Antidiskriminierungsgesetz in Berlin: Kein Ende von Rassismus – aber mehr Mittel dagegen

Minneapolis ist nicht Berlin. Aber es gibt auch in Deutschland Grund für Gesetze gegen Rassismus in öffentlichen Institutionen. Ein Kommentar.

Ein Kommentar von Andrea Dernbach

Während die Welt, auch Deutschland, noch unter Schock steht über die grausame öffentliche Tötung des US-Bürgers George Floyd durch Polizeibeamte in Minneapolis, wurde hierzulande weiter über das am Donnerstag verabschiedete erste Landesgesetz gegen Diskriminierung mit einer Verve diskutiert, als liege Berlin auf einem andern Planeten.
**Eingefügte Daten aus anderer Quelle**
//! HTTP fetcher for the announcements endpoint.
//!
//! One [`Fetcher`] is built per run and reuses a single `reqwest::Client`
//! (connection pooling plus a consistent browser-like identity). Each category
//! costs exactly one form-encoded POST; there are no retries: a failed
//! category is reported back as a [`FetchError`] and the run loop moves on.

use std::time::Duration;

use reqwest::header;
use tracing::{debug, instrument};

use crate::config::{Category, SiteConfig};
use crate::error::Error;
use crate::models::SkipReason;

/// A single category fetch gone wrong. Recovered by the run loop, never fatal.
#[derive(thiserror::Error, Debug)]
pub enum FetchError {
    /// The server answered, but not with success.
    #[error("request failed with status {0}")]
    Status(u16),
    /// The request itself failed (connect, timeout, body read).
    #[error("transport error: {0}")]
    Transport(#[from] reqwest::Error),
}

impl From<FetchError> for SkipReason {
    fn from(err: FetchError) -> Self {
        match err {
            FetchError::Status(status) => SkipReason::HttpStatus(status),
            FetchError::Transport(e) => SkipReason::Transport(e.to_string()),
        }
    }
}

/// HTTP session for the announcements endpoint.
pub struct Fetcher {
    client: reqwest::Client,
    articles_url: String,
    referer: String,
}

impl Fetcher {
    /// Build the reusable client: configured User-Agent, 30 s request timeout.
    pub fn new(config: &SiteConfig) -> Result<Self, Error> {
        let client = reqwest::Client::builder()
            .user_agent(&config.user_agent)
            .timeout(Duration::from_secs(30))
            .build()?;
        Ok(Self {
            client,
            articles_url: config.articles_url.clone(),
            referer: config.referer.clone(),
        })
    }

    /// POST the category's form value and return the raw HTML body.
    ///
    /// `Content-Type: application/x-www-form-urlencoded` is set by `.form()`;
    /// the Referer points at the public articles page, which the site checks.
    #[instrument(level = "info", skip_all, fields(category = %category.label))]
    pub async fn fetch_category(&self, category: &Category) -> Result<String, FetchError> {
        let response = self
            .client
            .post(&self.articles_url)
            .header(header::ACCEPT, "*/*")
            .header(header::REFERER, &self.referer)
            .form(&[("category", category.value.as_str())])
            .send()
            .await?;

        let status = response.status();
        debug!(status = status.as_u16(), "Fetched category page");
        if !status.is_success() {
            return Err(FetchError::Status(status.as_u16()));
        }
        Ok(response.text().await?)
    }
}
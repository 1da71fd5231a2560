//! Small helpers for logging and file system checks.

use std::fs as stdfs;
use tokio::fs;
use tracing::{info, instrument};

/// Truncate a string for logging purposes.
///
/// Long strings are truncated to `max` characters with an ellipsis and
/// byte count indicator appended.
pub fn truncate_for_log(s: &str, max: usize) -> String {
    if s.len() <= max {
        s.to_string()
    } else {
        format!("{}…(+{} bytes)", &s[..max], s.len() - max)
    }
}

/// Ensure a directory exists and is writable.
///
/// Creates the directory if it doesn't exist, then performs a write test by
/// creating and immediately deleting a probe file. Catching a read-only data
/// directory up front beats finding out after the fetch work is done.
#[instrument(level = "info", skip_all, fields(path = %path))]
pub async fn ensure_writable_dir(path: &str) -> Result<(), std::io::Error> {
    fs::create_dir_all(path).await?;
    // Try a small sync write using std fs (simpler error surface)
    let probe_path = format!("{}/..__probe_write__", path.trim_end_matches('/'));
    let probe = stdfs::File::create(&probe_path)?;
    drop(probe);
    let _ = stdfs::remove_file(&probe_path);
    info!("Data directory is writable");
    Ok(())
}

#[cfg(test)]
mod tests {
    use super::*;

    #[test]
    fn test_truncate_for_log_short_string() {
        let s = "Hello, world!";
        assert_eq!(truncate_for_log(s, 100), "Hello, world!");
    }

    #[test]
    fn test_truncate_for_log_long_string() {
        let s = "a".repeat(500);
        let result = truncate_for_log(&s, 100);
        assert!(result.starts_with(&"a".repeat(100)));
        assert!(result.contains("…(+400 bytes)"));
    }

    #[tokio::test]
    async fn test_ensure_writable_dir_creates_missing() {
        let dir = tempfile::tempdir().unwrap();
        let path = dir.path().join("data").to_string_lossy().to_string();
        ensure_writable_dir(&path).await.unwrap();
        assert!(std::path::Path::new(&path).is_dir());
    }
}
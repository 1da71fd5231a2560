//! Site configuration for the announcements scraper.
//!
//! The upstream site, its endpoints, the browser-like request headers, and the
//! category taxonomy all live in one immutable [`SiteConfig`] value that is
//! passed into the fetcher at construction. The built-in defaults target
//! `www.dit.uoi.gr`; a YAML file given via `--config` can override any subset
//! of fields (unset fields keep their defaults).
//!
//! # Example config file
//!
//! ```yaml
//! articles_url: "https://www.dit.uoi.gr/getarticles.php"
//! categories:
//!   - label: "Μαθημα"
//!     value: "Μαθημα"
//! ```

use serde::{Deserialize, Serialize};
use tracing::info;

use crate::error::Error;

/// One entry of the site's category taxonomy.
///
/// `label` is the human-readable name attached to persisted articles;
/// `value` is what goes into the `category=` form field. For dit.uoi.gr
/// the two coincide.
#[derive(Debug, Clone, PartialEq, Eq, Deserialize, Serialize)]
pub struct Category {
    pub label: String,
    pub value: String,
}

impl Category {
    pub fn new(label: &str, value: &str) -> Self {
        Self {
            label: label.to_string(),
            value: value.to_string(),
        }
    }
}

/// Immutable scraper configuration.
#[derive(Debug, Clone, Deserialize, Serialize)]
#[serde(default)]
pub struct SiteConfig {
    /// Base URL relative article links are resolved against.
    pub base_url: String,
    /// Endpoint answering the per-category POST.
    pub articles_url: String,
    /// Referer header value; the site expects the public articles page.
    pub referer: String,
    /// Browser User-Agent; the site may reject requests without one.
    pub user_agent: String,
    /// Categories fetched in order, one request each.
    pub categories: Vec<Category>,
}

impl Default for SiteConfig {
    fn default() -> Self {
        let labels = [
            "Διαλεξη",
            "Εργαστηριο",
            "Μαθημα",
            "Γραμματειας / Τμημα",
            "Φορεις του ΤΕΙ",
            "Λοιπες Ανακοινωσεις",
            "Μεταπτυχιακο Προγραμμα Σπουδων",
            "Εκδηλωσεις",
            "Γραμματειας / Τμημα, Πρωτοετεις",
        ];
        Self {
            base_url: "https://www.dit.uoi.gr/".to_string(),
            articles_url: "https://www.dit.uoi.gr/getarticles.php".to_string(),
            referer: "https://www.dit.uoi.gr/articles.php".to_string(),
            user_agent: "Mozilla/5.0 (Windows NT 10.0; Win64; x64) AppleWebKit/537.36 \
                         (KHTML, like Gecko) Chrome/114.0.0.0 Safari/537.36"
                .to_string(),
            categories: labels.iter().map(|l| Category::new(l, l)).collect(),
        }
    }
}

/// Load the site config, either the built-in defaults or a YAML override file.
pub async fn load(path: Option<&str>) -> Result<SiteConfig, Error> {
    let Some(path) = path else {
        return Ok(SiteConfig::default());
    };
    let raw = tokio::fs::read_to_string(path).await?;
    let config: SiteConfig = serde_yaml::from_str(&raw)?;
    if config.categories.is_empty() {
        return Err(Error::Config(format!(
            "{path}: categories must not be empty"
        )));
    }
    info!(
        path,
        categories = config.categories.len(),
        "Loaded site config"
    );
    Ok(config)
}

#[cfg(test)]
mod tests {
    use super::*;

    #[test]
    fn default_config_targets_dit_uoi() {
        let config = SiteConfig::default();
        assert_eq!(config.articles_url, "https://www.dit.uoi.gr/getarticles.php");
        assert_eq!(config.categories.len(), 9);
        assert_eq!(config.categories[2].label, "Μαθημα");
        assert_eq!(config.categories[2].value, "Μαθημα");
    }

    #[test]
    fn yaml_override_keeps_unset_defaults() {
        let yaml = r#"
articles_url: "http://localhost:8080/getarticles.php"
categories:
  - label: "Lectures"
    value: "Lectures"
"#;
        let config: SiteConfig = serde_yaml::from_str(yaml).unwrap();
        assert_eq!(config.articles_url, "http://localhost:8080/getarticles.php");
        assert_eq!(config.categories.len(), 1);
        // untouched fields fall back to defaults
        assert_eq!(config.base_url, "https://www.dit.uoi.gr/");
        assert!(config.user_agent.contains("Mozilla/5.0"));
    }
}
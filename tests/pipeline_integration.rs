//! End-to-end pipeline tests against a mock announcements server.

use wiremock::matchers::{body_string_contains, header, method, path};
use wiremock::{Mock, MockServer, ResponseTemplate};

use dit_news_sync::config::{Category, SiteConfig};
use dit_news_sync::fetch::Fetcher;
use dit_news_sync::models::CategoryOutcome;
use dit_news_sync::pipeline;
use dit_news_sync::sinks::{JsonSink, SqliteSink};
use dit_news_sync::watermark::FileWatermark;

/// A results page the way the site serves it: header row with a colspan
/// marker, then one (title link, date) pair per article.
fn results_page(rows: &[(u64, &str, &str)]) -> String {
    let mut body = String::from("<html><body><table class=\"table table-striped\">");
    body.push_str("<tr><td colspan=\"2\">Αποτελεσματα</td></tr>");
    for (id, title, date) in rows {
        body.push_str(&format!(
            "<tr><td><a href=\"articles.php?id={id}\">{title}</a></td><td>({date})</td></tr>"
        ));
    }
    body.push_str("</table></body></html>");
    body
}

fn test_config(server_uri: &str, categories: &[&str]) -> SiteConfig {
    SiteConfig {
        base_url: format!("{server_uri}/"),
        articles_url: format!("{server_uri}/getarticles.php"),
        referer: format!("{server_uri}/articles.php"),
        user_agent: "dit_news_sync integration test".into(),
        categories: categories.iter().map(|c| Category::new(c, c)).collect(),
    }
}

#[tokio::test]
async fn accepts_only_articles_past_the_watermark() {
    let server = MockServer::start().await;
    Mock::given(method("POST"))
        .and(path("/getarticles.php"))
        .respond_with(ResponseTemplate::new(200).set_body_string(results_page(&[
            (105, "Newest", "1/6/2025"),
            (103, "Newer", "28/5/2025"),
            (100, "At the watermark", "20/5/2025"),
            (98, "Old", "12/5/2025"),
        ])))
        .mount(&server)
        .await;

    let config = test_config(&server.uri(), &["Lessons"]);
    let fetcher = Fetcher::new(&config).unwrap();
    let dir = tempfile::tempdir().unwrap();
    let mut sink = JsonSink::new(dir.path().join("news_data.json"));

    let report = pipeline::run(&config, &fetcher, &mut sink, 100).await.unwrap();

    assert_eq!(report.accepted, 2);
    assert_eq!(report.committed, 2);
    assert_eq!(report.watermark_before, 100);
    assert_eq!(report.watermark_after, 105);
    assert_eq!(report.skipped(), 0);

    let stored = sink.load().await;
    let ids: Vec<u64> = stored.iter().map(|a| a.id).collect();
    assert_eq!(ids, vec![105, 103]);
    // relative hrefs came back absolute, category label attached
    assert_eq!(
        stored[0].link,
        format!("{}/articles.php?id=105", server.uri())
    );
    assert_eq!(stored[0].category, "Lessons");
    assert_eq!(stored[0].date, "1/6/2025");
}

#[tokio::test]
async fn requests_carry_browser_identity_and_form_encoding() {
    let server = MockServer::start().await;
    // only a request with the configured identity gets the page
    Mock::given(method("POST"))
        .and(path("/getarticles.php"))
        .and(header("user-agent", "dit_news_sync integration test"))
        .and(header("content-type", "application/x-www-form-urlencoded"))
        .and(body_string_contains("category=Lessons"))
        .respond_with(
            ResponseTemplate::new(200).set_body_string(results_page(&[(1, "Only", "1/1")])),
        )
        .mount(&server)
        .await;

    let config = test_config(&server.uri(), &["Lessons"]);
    let fetcher = Fetcher::new(&config).unwrap();
    let dir = tempfile::tempdir().unwrap();
    let mut sink = JsonSink::new(dir.path().join("news_data.json"));

    let report = pipeline::run(&config, &fetcher, &mut sink, 0).await.unwrap();
    assert_eq!(report.skipped(), 0);
    assert_eq!(report.accepted, 1);
}

#[tokio::test]
async fn second_run_against_unchanged_upstream_accepts_nothing() {
    let server = MockServer::start().await;
    Mock::given(method("POST"))
        .and(path("/getarticles.php"))
        .respond_with(ResponseTemplate::new(200).set_body_string(results_page(&[
            (42, "One", "1/1"),
            (41, "Two", "2/1"),
        ])))
        .mount(&server)
        .await;

    let config = test_config(&server.uri(), &["Lessons"]);
    let fetcher = Fetcher::new(&config).unwrap();
    let dir = tempfile::tempdir().unwrap();
    let mut sink = JsonSink::new(dir.path().join("news_data.json"));
    let watermark = FileWatermark::new(dir.path().join("latest_id.txt"));

    let before = watermark.read().await;
    let first = pipeline::run(&config, &fetcher, &mut sink, before).await.unwrap();
    watermark.write(first.watermark_after).await.unwrap();
    assert_eq!(first.accepted, 2);
    assert_eq!(first.watermark_after, 42);

    let before = watermark.read().await;
    let second = pipeline::run(&config, &fetcher, &mut sink, before).await.unwrap();
    watermark.write(second.watermark_after).await.unwrap();

    assert_eq!(second.accepted, 0);
    assert_eq!(second.committed, 0);
    assert_eq!(second.watermark_after, 42);
    assert_eq!(watermark.read().await, 42);
    assert_eq!(sink.load().await.len(), 2);
}

#[tokio::test]
async fn failing_category_does_not_block_the_others() {
    let server = MockServer::start().await;
    Mock::given(method("POST"))
        .and(path("/getarticles.php"))
        .and(body_string_contains("Broken"))
        .respond_with(ResponseTemplate::new(500).set_body_string("boom"))
        .mount(&server)
        .await;
    Mock::given(method("POST"))
        .and(path("/getarticles.php"))
        .and(body_string_contains("Healthy"))
        .respond_with(
            ResponseTemplate::new(200)
                .set_body_string(results_page(&[(7, "Still here", "1/1")])),
        )
        .mount(&server)
        .await;

    let config = test_config(&server.uri(), &["Broken", "Healthy"]);
    let fetcher = Fetcher::new(&config).unwrap();
    let dir = tempfile::tempdir().unwrap();
    let mut sink = JsonSink::new(dir.path().join("news_data.json"));

    let report = pipeline::run(&config, &fetcher, &mut sink, 0).await.unwrap();

    assert_eq!(report.skipped(), 1);
    assert!(matches!(
        &report.outcomes[0],
        CategoryOutcome::Skipped { category, .. } if category == "Broken"
    ));
    assert_eq!(report.accepted, 1);
    assert_eq!(report.watermark_after, 7);

    let stored = sink.load().await;
    assert_eq!(stored.len(), 1);
    assert_eq!(stored[0].category, "Healthy");
}

#[tokio::test]
async fn missing_results_table_is_an_empty_category_not_an_error() {
    let server = MockServer::start().await;
    Mock::given(method("POST"))
        .and(path("/getarticles.php"))
        .respond_with(
            ResponseTemplate::new(200)
                .set_body_string("<html><body><p>Καμια ανακοινωση</p></body></html>"),
        )
        .mount(&server)
        .await;

    let config = test_config(&server.uri(), &["Quiet"]);
    let fetcher = Fetcher::new(&config).unwrap();
    let dir = tempfile::tempdir().unwrap();
    let mut sink = JsonSink::new(dir.path().join("news_data.json"));

    let report = pipeline::run(&config, &fetcher, &mut sink, 0).await.unwrap();

    assert_eq!(report.skipped(), 0);
    assert!(matches!(
        &report.outcomes[0],
        CategoryOutcome::Fetched { rows: 0, accepted: 0, .. }
    ));
    assert_eq!(report.watermark_after, 0);
}

#[tokio::test]
async fn sqlite_deployment_derives_its_watermark_from_the_table() {
    let server = MockServer::start().await;
    Mock::given(method("POST"))
        .and(path("/getarticles.php"))
        .respond_with(ResponseTemplate::new(200).set_body_string(results_page(&[
            (12, "A", "1/1"),
            (11, "B", "2/1"),
        ])))
        .mount(&server)
        .await;

    let config = test_config(&server.uri(), &["Lessons"]);
    let fetcher = Fetcher::new(&config).unwrap();
    let mut sink = SqliteSink::open_in_memory().unwrap();

    let before = sink.max_id().unwrap();
    let first = pipeline::run(&config, &fetcher, &mut sink, before).await.unwrap();
    assert_eq!(first.accepted, 2);
    assert_eq!(first.committed, 2);
    assert_eq!(sink.max_id().unwrap(), 12);

    // next run reads the derived watermark and finds nothing new
    let before = sink.max_id().unwrap();
    let second = pipeline::run(&config, &fetcher, &mut sink, before).await.unwrap();
    assert_eq!(second.accepted, 0);
    assert_eq!(second.committed, 0);
    assert_eq!(sink.count().unwrap(), 2);
}

#[tokio::test]
async fn rows_without_ids_are_rejected_but_do_not_stop_the_rest() {
    let server = MockServer::start().await;
    let page = "<html><body><table class=\"table table-striped\">\
        <tr><td><a href=\"articles.php\">No id here</a></td><td>(1/1)</td></tr>\
        <tr><td><a href=\"articles.php?id=55\">Valid</a></td><td>(2/1)</td></tr>\
        </table></body></html>";
    Mock::given(method("POST"))
        .and(path("/getarticles.php"))
        .respond_with(ResponseTemplate::new(200).set_body_string(page))
        .mount(&server)
        .await;

    let config = test_config(&server.uri(), &["Lessons"]);
    let fetcher = Fetcher::new(&config).unwrap();
    let dir = tempfile::tempdir().unwrap();
    let mut sink = JsonSink::new(dir.path().join("news_data.json"));

    let report = pipeline::run(&config, &fetcher, &mut sink, 0).await.unwrap();

    // both rows extracted, only the one with an id survives normalization
    assert!(matches!(
        &report.outcomes[0],
        CategoryOutcome::Fetched { rows: 2, accepted: 1, .. }
    ));
    assert_eq!(sink.load().await[0].id, 55);
}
Nun ist ein Tod in Gewahrsam hier glücklicherweise sehr sehr viel seltener als in den USA. Aber Floyds Tod war Ergebnis von etwas, das nichts exklusiv Amerikanisches hat: Rassismus. Und darum geht es auch hier.

Von einer Klageflut gegen unbescholtene Behördenmitarbeiter ist die Rede, über Beweislastumkehr zuungunsten der Sicherheitskräfte wetterte CDU-Fraktionschef Burkard Dregger im Tagesspiegel-Interview. Von Generalverdacht gegen die Polizei spricht der Bundesinnenminister.

Wer sich noch an den Sturm gegen das Allgemeine Gleichbehandlungsgesetz von 2006 erinnert, möchte zynisch werden. Auch damals wurde all dies ins Feld geführt, nichts dergleichen passierte. Wenn sich das Spiel dennoch wiederholt, was lehrt uns das? Womöglich, dass es sehr viele Menschen gibt, die sich die Möglichkeit nicht nehmen lassen wollen, ungestraft zu diskriminieren?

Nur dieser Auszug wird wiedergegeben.